May’s research focuses on  the fabrication, charaterization and application of nanoscales materials. Projects include: templated electrochemical deposition of nanoscaled materials for energy and medical applications; time-resolved imaging of spin dynamics in magnetic nanostructures; and x-ray magnetic circular dichroism study of multiferroic materials. She has recently received an NSF CAREER award and an NSF MRI grant. She has also been awarded access to DOE user facilities at national laboratories.

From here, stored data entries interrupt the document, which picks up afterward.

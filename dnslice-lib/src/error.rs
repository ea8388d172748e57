//! Error types for dnslice operations.
//!
//! Startup errors are fatal and carry a phase plus a stable reason code.
//! Payload and DNS parse errors describe a single record or datagram.
//! Client errors map onto distinct process exit statuses.

#![forbid(unsafe_code)]

use std::fmt;

use thiserror::Error;

/// The startup phase in which a fatal error was raised.
#[derive(Debug, Clone, Copy, PartialEq, Eq)]
pub enum Phase {
    Config,
    Budget,
    Publish,
    Mapping,
    Startup,
}

impl Phase {
    #[must_use]
    pub const fn as_str(self) -> &'static str {
        match self {
            Self::Config => "config",
            Self::Budget => "budget",
            Self::Publish => "publish",
            Self::Mapping => "mapping",
            Self::Startup => "startup",
        }
    }
}

impl fmt::Display for Phase {
    fn fmt(&self, f: &mut fmt::Formatter<'_>) -> fmt::Result {
        f.write_str(self.as_str())
    }
}

/// Stable reason codes for startup failures.
#[derive(Debug, Clone, Copy, PartialEq, Eq)]
pub enum StartupReason {
    InvalidConfig,
    UnreadableFile,
    BudgetUnusable,
    DuplicateSource,
    DuplicatePlaintextSha256,
    CompressionFailed,
    CompressionEmpty,
    FileIdCollision,
    InvalidSliceCount,
    MappingCapacityExceeded,
    MappingCollision,
    DuplicatePublishIdentity,
    StartupNotConverged,
    ServerRuntimeInvalid,
    BindFailed,
}

impl StartupReason {
    #[must_use]
    pub const fn as_str(self) -> &'static str {
        match self {
            Self::InvalidConfig => "invalid_config",
            Self::UnreadableFile => "unreadable_file",
            Self::BudgetUnusable => "budget_unusable",
            Self::DuplicateSource => "duplicate_source",
            Self::DuplicatePlaintextSha256 => "duplicate_plaintext_sha256",
            Self::CompressionFailed => "compression_failed",
            Self::CompressionEmpty => "compression_empty",
            Self::FileIdCollision => "file_id_collision",
            Self::InvalidSliceCount => "invalid_slice_count",
            Self::MappingCapacityExceeded => "mapping_capacity_exceeded",
            Self::MappingCollision => "mapping_collision",
            Self::DuplicatePublishIdentity => "duplicate_publish_identity",
            Self::StartupNotConverged => "startup_not_converged",
            Self::ServerRuntimeInvalid => "server_runtime_invalid",
            Self::BindFailed => "bind_failed",
        }
    }
}

impl fmt::Display for StartupReason {
    fn fmt(&self, f: &mut fmt::Formatter<'_>) -> fmt::Result {
        f.write_str(self.as_str())
    }
}

/// A fatal error raised before the server binds its socket.
#[derive(Error, Debug, Clone, PartialEq, Eq)]
#[error("{phase} failed ({reason}): {message}")]
pub struct StartupError {
    /// Phase that detected the violation.
    pub phase: Phase,
    /// Stable reason code.
    pub reason: StartupReason,
    /// Human-readable detail.
    pub message: String,
}

impl StartupError {
    pub fn new(phase: Phase, reason: StartupReason, message: impl Into<String>) -> Self {
        Self {
            phase,
            reason,
            message: message.into(),
        }
    }

    pub fn config(message: impl Into<String>) -> Self {
        Self::new(Phase::Config, StartupReason::InvalidConfig, message)
    }
}

/// A DNS datagram that cannot be parsed at all.
#[derive(Error, Debug, Clone, PartialEq, Eq)]
#[error("unparseable DNS message: {0}")]
pub struct DnsParseError(pub &'static str);

/// A DNS message that cannot be encoded within wire limits.
#[derive(Error, Debug, Clone, PartialEq, Eq)]
#[error("cannot encode DNS message: {0}")]
pub struct DnsEncodeError(pub &'static str);

/// Errors building, parsing, or verifying a binary payload record.
#[derive(Error, Debug, Clone, PartialEq, Eq)]
pub enum PayloadError {
    /// Slices always carry at least one byte.
    #[error("slice bytes must be non-empty")]
    EmptySlice,

    /// The ciphertext length must fit the u16 length field.
    #[error("slice of {0} bytes exceeds the u16 length field")]
    SliceTooLarge(usize),

    /// `slice_index` must be below `total_slices`.
    #[error("slice index {index} is outside 0..{total}")]
    IndexOutOfRange {
        /// The offending index.
        index: u32,
        /// The slice count it was checked against.
        total: u32,
    },

    /// Payload labels are not lowercase unpadded base32.
    #[error("payload labels are not valid base32: {0}")]
    InvalidBase32(&'static str),

    #[error("payload record of {0} bytes is shorter than the minimum")]
    RecordTooShort(usize),

    #[error("unsupported payload profile {0:#04x}")]
    UnsupportedProfile(u8),

    #[error("reserved payload flags are set: {0:#04x}")]
    ReservedFlags(u8),

    /// The length field disagrees with the record size.
    #[error("payload record length mismatch: expected {expected}, got {actual}")]
    LengthMismatch {
        /// Length implied by the ciphertext length field.
        expected: usize,
        /// Actual record length.
        actual: usize,
    },

    #[error("payload MAC verification failed")]
    MacMismatch,
}

impl PayloadError {
    /// Stable reason code for logs and client errors.
    #[must_use]
    pub const fn reason(&self) -> &'static str {
        match self {
            Self::EmptySlice => "empty_slice",
            Self::SliceTooLarge(_) => "slice_too_large",
            Self::IndexOutOfRange { .. } => "slice_index_out_of_range",
            Self::InvalidBase32(_) => "invalid_payload_base32",
            Self::RecordTooShort(_) => "record_too_short",
            Self::UnsupportedProfile(_) => "unsupported_profile",
            Self::ReservedFlags(_) => "unsupported_flags",
            Self::LengthMismatch { .. } => "record_length_mismatch",
            Self::MacMismatch => "mac_mismatch",
        }
    }
}

/// Category of a client failure. Each maps to its own exit status.
#[derive(Debug, Clone, Copy, PartialEq, Eq)]
pub enum ClientErrorKind {
    Usage,
    Transport,
    Parse,
    Crypto,
    Reassembly,
    Write,
}

impl ClientErrorKind {
    /// Process exit status for this category.
    #[must_use]
    pub const fn exit_code(self) -> i32 {
        match self {
            Self::Usage => 2,
            Self::Transport => 3,
            Self::Parse => 4,
            Self::Crypto => 5,
            Self::Reassembly => 6,
            Self::Write => 7,
        }
    }

    #[must_use]
    pub const fn as_str(self) -> &'static str {
        match self {
            Self::Usage => "usage",
            Self::Transport => "transport",
            Self::Parse => "parse",
            Self::Crypto => "crypto",
            Self::Reassembly => "reassembly",
            Self::Write => "write",
        }
    }
}

impl fmt::Display for ClientErrorKind {
    fn fmt(&self, f: &mut fmt::Formatter<'_>) -> fmt::Result {
        f.write_str(self.as_str())
    }
}

/// A client-side failure with a category and a stable reason code.
#[derive(Error, Debug, Clone, PartialEq, Eq)]
#[error("{kind} error ({reason}): {message}")]
pub struct ClientError {
    pub kind: ClientErrorKind,
    pub reason: &'static str,
    pub message: String,
}

impl ClientError {
    pub fn new(kind: ClientErrorKind, reason: &'static str, message: impl Into<String>) -> Self {
        Self {
            kind,
            reason,
            message: message.into(),
        }
    }

    pub fn usage(reason: &'static str, message: impl Into<String>) -> Self {
        Self::new(ClientErrorKind::Usage, reason, message)
    }

    pub fn transport(reason: &'static str, message: impl Into<String>) -> Self {
        Self::new(ClientErrorKind::Transport, reason, message)
    }

    pub fn parse(reason: &'static str, message: impl Into<String>) -> Self {
        Self::new(ClientErrorKind::Parse, reason, message)
    }

    pub fn reassembly(reason: &'static str, message: impl Into<String>) -> Self {
        Self::new(ClientErrorKind::Reassembly, reason, message)
    }

    pub fn write(reason: &'static str, message: impl Into<String>) -> Self {
        Self::new(ClientErrorKind::Write, reason, message)
    }

    #[must_use]
    pub const fn exit_code(&self) -> i32 {
        self.kind.exit_code()
    }
}

impl From<PayloadError> for ClientError {
    fn from(err: PayloadError) -> Self {
        let kind = match err {
            PayloadError::MacMismatch => ClientErrorKind::Crypto,
            _ => ClientErrorKind::Parse,
        };
        Self::new(kind, err.reason(), err.to_string())
    }
}

impl From<DnsParseError> for ClientError {
    fn from(err: DnsParseError) -> Self {
        Self::parse("dns_parse_error", err.to_string())
    }
}
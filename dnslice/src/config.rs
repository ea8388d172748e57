//! Configuration loading for the dnslice CLI.

#![forbid(unsafe_code)]

use std::path::{Path, PathBuf};

use dnslice_lib::{
    error::{Phase, StartupError, StartupReason},
    ClientSettings, Settings,
};
use securefmt::Debug;
use serde::{Deserialize, Serialize};

/// dnslice CLI configuration.
#[derive(Debug, Clone, Default, Deserialize, Serialize)]
#[serde(default)]
pub struct Config {
    /// Protocol settings shared by the server and the fetcher.
    pub dns: Settings,
    /// What the server publishes.
    pub publish: PublishConfig,
    /// Fetcher retry tuning.
    pub client: ClientSettings,
}

/// Publish-specific settings.
#[derive(Debug, Clone, Default, Deserialize, Serialize)]
#[serde(default)]
pub struct PublishConfig {
    /// Files to publish, in order.
    pub files: Vec<PathBuf>,
}

impl Config {
    /// Loads configuration from a TOML file.
    ///
    /// # Errors
    ///
    /// Returns an error if the file cannot be read or parsed.
    pub fn load(path: &Path) -> Result<Self, StartupError> {
        let content = std::fs::read_to_string(path).map_err(|e| {
            StartupError::new(
                Phase::Config,
                StartupReason::UnreadableFile,
                format!("failed to read config file {}: {e}", path.display()),
            )
        })?;

        toml::from_str(&content)
            .map_err(|e| StartupError::config(format!("failed to parse config: {e}")))
    }
}
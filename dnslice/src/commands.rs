//! Command handlers for the dnslice CLI.
//!
//! This module contains the implementation of each CLI command,
//! keeping the main module focused on argument parsing and setup.

#![forbid(unsafe_code)]

use std::{
    io::{self, Write},
    path::{Path, PathBuf},
    time::Duration,
};

use color_eyre::eyre::{Result, WrapErr};
use dnslice_lib::{
    client::{default_output_path, discover_system_resolver, parse_resolver, write_output},
    fetch, ClientError, Descriptor, RuntimeState, Server, SourceFile, StartupError, UdpTransport,
};
use tracing::info;

use crate::config::Config;

/// Context for CLI operations.
///
/// Bundles the loaded file configuration with the validated protocol
/// configuration built from its `[dns]` table.
pub struct CommandContext<'a> {
    /// Configuration loaded from config.toml.
    pub config: &'a Config,
    /// Validated protocol configuration.
    pub dns: dnslice_lib::Config,
}

impl<'a> CommandContext<'a> {
    /// Creates a new command context.
    ///
    /// # Errors
    ///
    /// Returns an `invalid_config` error if the `[dns]` table is invalid.
    pub fn new(config: &'a Config) -> Result<Self, StartupError> {
        let dns = dnslice_lib::Config::from_settings(&config.dns)?;
        Ok(Self { config, dns })
    }

    /// Files given on the command line, or the configured ones.
    pub fn files<'b>(&'b self, overrides: &'b [PathBuf]) -> &'b [PathBuf] {
        if overrides.is_empty() {
            &self.config.publish.files
        } else {
            overrides
        }
    }

    /// Reads the sources and runs the startup pipeline.
    ///
    /// # Errors
    ///
    /// Returns the first startup error.
    pub fn build_state(&self, files: &[PathBuf]) -> Result<RuntimeState, StartupError> {
        if files.is_empty() {
            return Err(StartupError::config("no files to publish"));
        }
        let sources = files
            .iter()
            .map(|path| SourceFile::read(path))
            .collect::<Result<Vec<_>, _>>()?;
        RuntimeState::build(self.dns.clone(), &sources)
    }
}

fn descriptors(state: &RuntimeState) -> Vec<Descriptor> {
    state
        .items()
        .iter()
        .map(|item| Descriptor::new(item, state.config()))
        .collect()
}

/// Publishes the files and serves them until Ctrl-C.
pub async fn serve(
    ctx: &CommandContext<'_>,
    files: &[PathBuf],
    descriptors_out: Option<&Path>,
) -> Result<()> {
    let state = ctx.build_state(ctx.files(files))?;

    if let Some(path) = descriptors_out {
        let json = serde_json::to_string_pretty(&descriptors(&state))?;
        std::fs::write(path, json)
            .wrap_err_with(|| format!("Failed to write descriptors to {}", path.display()))?;
        info!(path = %path.display(), "descriptors written");
    }

    let server = Server::bind(state).await?;
    server
        .run(async {
            // An unavailable signal handler leaves the server running.
            if tokio::signal::ctrl_c().await.is_err() {
                std::future::pending::<()>().await;
            }
        })
        .await;
    Ok(())
}

/// Runs the startup pipeline and prints the descriptors to stdout.
pub fn publish(ctx: &CommandContext<'_>, files: &[PathBuf], records: bool) -> Result<()> {
    let state = ctx.build_state(ctx.files(files))?;
    let descriptors = descriptors(&state);

    let mut stdout = io::stdout().lock();
    if records {
        for descriptor in &descriptors {
            writeln!(stdout, "{descriptor}")?;
        }
    } else {
        writeln!(stdout, "{}", serde_json::to_string_pretty(&descriptors)?)?;
    }
    Ok(())
}

/// Loads descriptors from JSON (one object or a list) or record lines.
///
/// # Errors
///
/// Returns a usage error if the file cannot be read or parsed.
pub fn load_descriptors(path: &Path) -> Result<Vec<Descriptor>, ClientError> {
    let content = std::fs::read_to_string(path).map_err(|e| {
        ClientError::usage(
            "invalid_descriptor",
            format!("failed to read {}: {e}", path.display()),
        )
    })?;

    if let Ok(list) = serde_json::from_str::<Vec<Descriptor>>(&content) {
        return Ok(list);
    }
    if let Ok(single) = serde_json::from_str::<Descriptor>(&content) {
        return Ok(vec![single]);
    }
    content
        .lines()
        .filter(|line| !line.trim().is_empty())
        .map(str::parse)
        .collect()
}

/// Picks the descriptor for `file_id`, or the only one present.
///
/// # Errors
///
/// Returns a usage error if no descriptor or several descriptors match.
pub fn select_descriptor(
    descriptors: Vec<Descriptor>,
    file_id: Option<&str>,
) -> Result<Descriptor, ClientError> {
    let mut matching: Vec<Descriptor> = descriptors
        .into_iter()
        .filter(|descriptor| file_id.map_or(true, |id| descriptor.file_id == id))
        .collect();
    match (matching.pop(), matching.is_empty()) {
        (Some(descriptor), true) => Ok(descriptor),
        (None, _) => Err(ClientError::usage(
            "descriptor_not_found",
            "no descriptor matches the requested file",
        )),
        (Some(_), false) => Err(ClientError::usage(
            "ambiguous_descriptor",
            "several descriptors present; pass --file-id",
        )),
    }
}

/// Fetches one file and writes it out, returning the output path.
///
/// # Errors
///
/// Returns the categorized client error; its exit code is the process status.
pub async fn fetch_file(
    ctx: &CommandContext<'_>,
    args: &crate::cli::FetchArgs,
) -> Result<PathBuf, ClientError> {
    let descriptor = select_descriptor(
        load_descriptors(&args.descriptor)?,
        args.file_id.as_deref(),
    )?;

    let resolver = match args.resolver.as_deref() {
        Some(raw) => parse_resolver(raw)?,
        None => discover_system_resolver()?,
    };
    let out = args
        .out
        .clone()
        .unwrap_or_else(|| default_output_path(&descriptor.file_id));
    info!(
        file_id = descriptor.file_id,
        %resolver,
        total_slices = descriptor.total_slices,
        "fetching"
    );

    let client = &ctx.config.client;
    let mut transport = UdpTransport::new(
        resolver,
        Duration::from_millis(client.request_timeout_ms),
        ctx.dns.dns_edns_size,
    );
    let plaintext = fetch(&ctx.dns, &descriptor, client, &mut transport).await?;
    write_output(&out, &plaintext)?;
    info!(path = %out.display(), bytes = plaintext.len(), "file written");
    Ok(out)
}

Elizabeth F. McCormack, Professor
Ph.D., Yale University, 1989
Research: Molecular spectroscopy and dynamics

Liz investigates fundamental aspects of molecular excited state-structure and dynamics using a variety of laser spectroscopy techniques including resonant multiphoton excitation and time-of-flight mass spectroscopy detection.  Her interests include Rydberg and ion-pair state dynamics, photoionization, and photo-dissociation. In 1996 she received an NSF CAREER award and in 2005 she was elected an APS Fellow. Her work is currently supported by the NSF.

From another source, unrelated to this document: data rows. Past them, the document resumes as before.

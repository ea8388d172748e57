//! CLI argument parsing for dnslice.
//!
//! This module defines the command-line interface using clap.

#![forbid(unsafe_code)]

use std::path::PathBuf;

use clap::{Args, Parser, Subcommand};
use securefmt::Debug;

/// Main CLI structure.
#[derive(Parser, Debug)]
#[command(
    author,
    version,
    about = "dnslice - Serve files through DNS CNAME answers"
)]
pub struct Cli {
    /// Global arguments shared across all commands.
    #[command(flatten)]
    pub global: GlobalArgs,

    /// The subcommand to execute.
    #[command(subcommand)]
    pub command: Command,
}

/// Global arguments available to all commands.
#[derive(Args, Debug)]
pub struct GlobalArgs {
    /// Path to the TOML configuration file.
    #[arg(short, long, global = true, default_value = "config.toml")]
    pub config: PathBuf,
}

/// Available CLI commands.
#[derive(Subcommand, Debug)]
pub enum Command {
    /// Publish files and answer slice queries until interrupted.
    Serve(ServeArgs),

    /// Run the startup pipeline and print the file descriptors.
    Publish(PublishArgs),

    /// Download a published file through a resolver.
    Fetch(FetchArgs),
}

/// Arguments for the serve command.
#[derive(Args, Debug)]
pub struct ServeArgs {
    /// Files to publish, replacing `[publish].files`.
    pub files: Vec<PathBuf>,

    /// Also write the descriptors as JSON to this path.
    #[arg(long)]
    pub descriptors: Option<PathBuf>,
}

/// Arguments for the publish command.
#[derive(Args, Debug)]
pub struct PublishArgs {
    /// Files to publish, replacing `[publish].files`.
    pub files: Vec<PathBuf>,

    /// Print one `key=value` record per file instead of JSON.
    #[arg(long)]
    pub records: bool,
}

/// Arguments for the fetch command.
#[derive(Args, Debug)]
pub struct FetchArgs {
    /// Descriptor file, as written by `publish` or `serve --descriptors`.
    #[arg(short, long)]
    pub descriptor: PathBuf,

    /// Which file to fetch when the descriptor file lists several.
    #[arg(long)]
    pub file_id: Option<String>,

    /// Resolver as `host[:port]`; defaults to the system resolver.
    #[arg(short, long)]
    pub resolver: Option<String>,

    /// Output path; defaults to `dnslice_<file_id>` in the temp directory.
    #[arg(short, long)]
    pub out: Option<PathBuf>,
}
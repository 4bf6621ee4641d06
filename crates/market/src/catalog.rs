use dalal_core::catalog::entity::InstrumentRef;
use dalal_core::catalog::port::InstrumentCatalog;

/// 内置的十只 NSE 标的 (代码, 名称)
const INSTRUMENTS: [(&str, &str); 10] = [
    ("RELIANCE.NS", "Reliance Industries Ltd"),
    ("TCS.NS", "Tata Consultancy Services Ltd"),
    ("INFY.NS", "Infosys Ltd"),
    ("HDFCBANK.NS", "HDFC Bank Ltd"),
    ("ICICIBANK.NS", "ICICI Bank Ltd"),
    ("HINDUNILVR.NS", "Hindustan Unilever Ltd"),
    ("BAJFINANCE.NS", "Bajaj Finance Ltd"),
    ("SBIN.NS", "State Bank of India"),
    ("BHARTIARTL.NS", "Bharti Airtel Ltd"),
    ("ITC.NS", "ITC Ltd"),
];

/// # Summary
/// 编译期固定的证券目录，只做子串匹配，不是搜索引擎。
///
/// # Invariants
/// - 无可变状态，可在并发请求间直接共享。
#[derive(Debug, Clone, Copy, Default)]
pub struct StaticCatalog;

impl StaticCatalog {
    pub fn new() -> Self {
        Self
    }

    /// 目录条目总数
    pub fn len(&self) -> usize {
        INSTRUMENTS.len()
    }

    pub fn is_empty(&self) -> bool {
        INSTRUMENTS.is_empty()
    }
}

impl InstrumentCatalog for StaticCatalog {
    fn search(&self, query: &str) -> Vec<InstrumentRef> {
        let needle = query.to_lowercase();
        INSTRUMENTS
            .iter()
            .filter(|(symbol, name)| {
                name.to_lowercase().contains(&needle) || symbol.to_lowercase().contains(&needle)
            })
            .map(|(symbol, name)| InstrumentRef {
                symbol: (*symbol).to_string(),
                name: (*name).to_string(),
            })
            .collect()
    }
}

#[cfg(test)]
mod tests {
    use super::*;

    #[test]
    fn test_tcs_matches_exactly_one() {
        let hits = StaticCatalog::new().search("TCS");
        assert_eq!(
            hits,
            vec![InstrumentRef {
                symbol: "TCS.NS".into(),
                name: "Tata Consultancy Services Ltd".into(),
            }]
        );
    }

    #[test]
    fn test_case_insensitive_on_name_and_symbol() {
        let catalog = StaticCatalog::new();
        assert_eq!(catalog.search("bank").len(), 3);
        assert_eq!(catalog.search("hdfcbank")[0].symbol, "HDFCBANK.NS");
        assert_eq!(catalog.search("INFOSYS")[0].symbol, "INFY.NS");
    }

    #[test]
    fn test_common_suffix_returns_whole_catalog_in_order() {
        let catalog = StaticCatalog::new();
        let hits = catalog.search(".ns");
        assert_eq!(hits.len(), catalog.len());
        assert_eq!(hits[0].symbol, "RELIANCE.NS");
        assert_eq!(hits[9].symbol, "ITC.NS");
    }

    #[test]
    fn test_no_match() {
        assert!(StaticCatalog::new().search("AAPL").is_empty());
    }
}
use thiserror::Error;

/// # Summary
/// 市场数据域错误枚举，处理网络、解析及数据缺失等问题。
///
/// # Invariants
/// - 必须通过 `thiserror` 派生 `Error` trait。
/// - 除 `NotFound` 外的变体均属于上游故障 (UpstreamFault)。
#[derive(Error, Debug, Clone, PartialEq)]
pub enum MarketError {
    // 网络层错误，包含底层 HTTP 客户端错误信息
    #[error("Network error: {0}")]
    Network(String),
    // 数据解析错误，如 JSON 格式不匹配
    #[error("Parse error: {0}")]
    Parse(String),
    // 证券在请求区间内无数据，携带面向调用方的描述
    #[error("{0}")]
    NotFound(String),
    // 未知或未分类的错误
    #[error("Unknown error: {0}")]
    Unknown(String),
}

impl MarketError {
    /// 是否属于上游故障 (而非数据缺失)
    pub fn is_upstream_fault(&self) -> bool {
        !matches!(self, MarketError::NotFound(_))
    }
}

Michael W. Noel, Professor
Ph.D., University of Rochester, 1996
Research: Ultracold Rydberg atoms

Mike’s research focuses on experimental studies of ultracold samples of highly excited atoms. The impact of these experiments is broad, with connections to condensed matter physics of spin glasses and crystals; low temperature atomic, molecular, and optical physics involving many body interactions; and low temperature plasma physics. In 2002 he received an NSF CAREER award. His work is currently supported by the NSF.
Michael B. Schulz, Assistant Professor
Ph.D., Stanford University, 2002
Research: High energy physics, quantum field theory, and string theory

Michael's work focuses on string theory and its applications to particle physics and cosmology. His current research seeks to elucidate the rich geometrical structure that underlies generalized string theory compactifications, and to develop a more complete picture of how ten dimensional string theory gives rise to realistic four dimensional quantum field theories that can describe our world.  His work is currently supported by the NSF.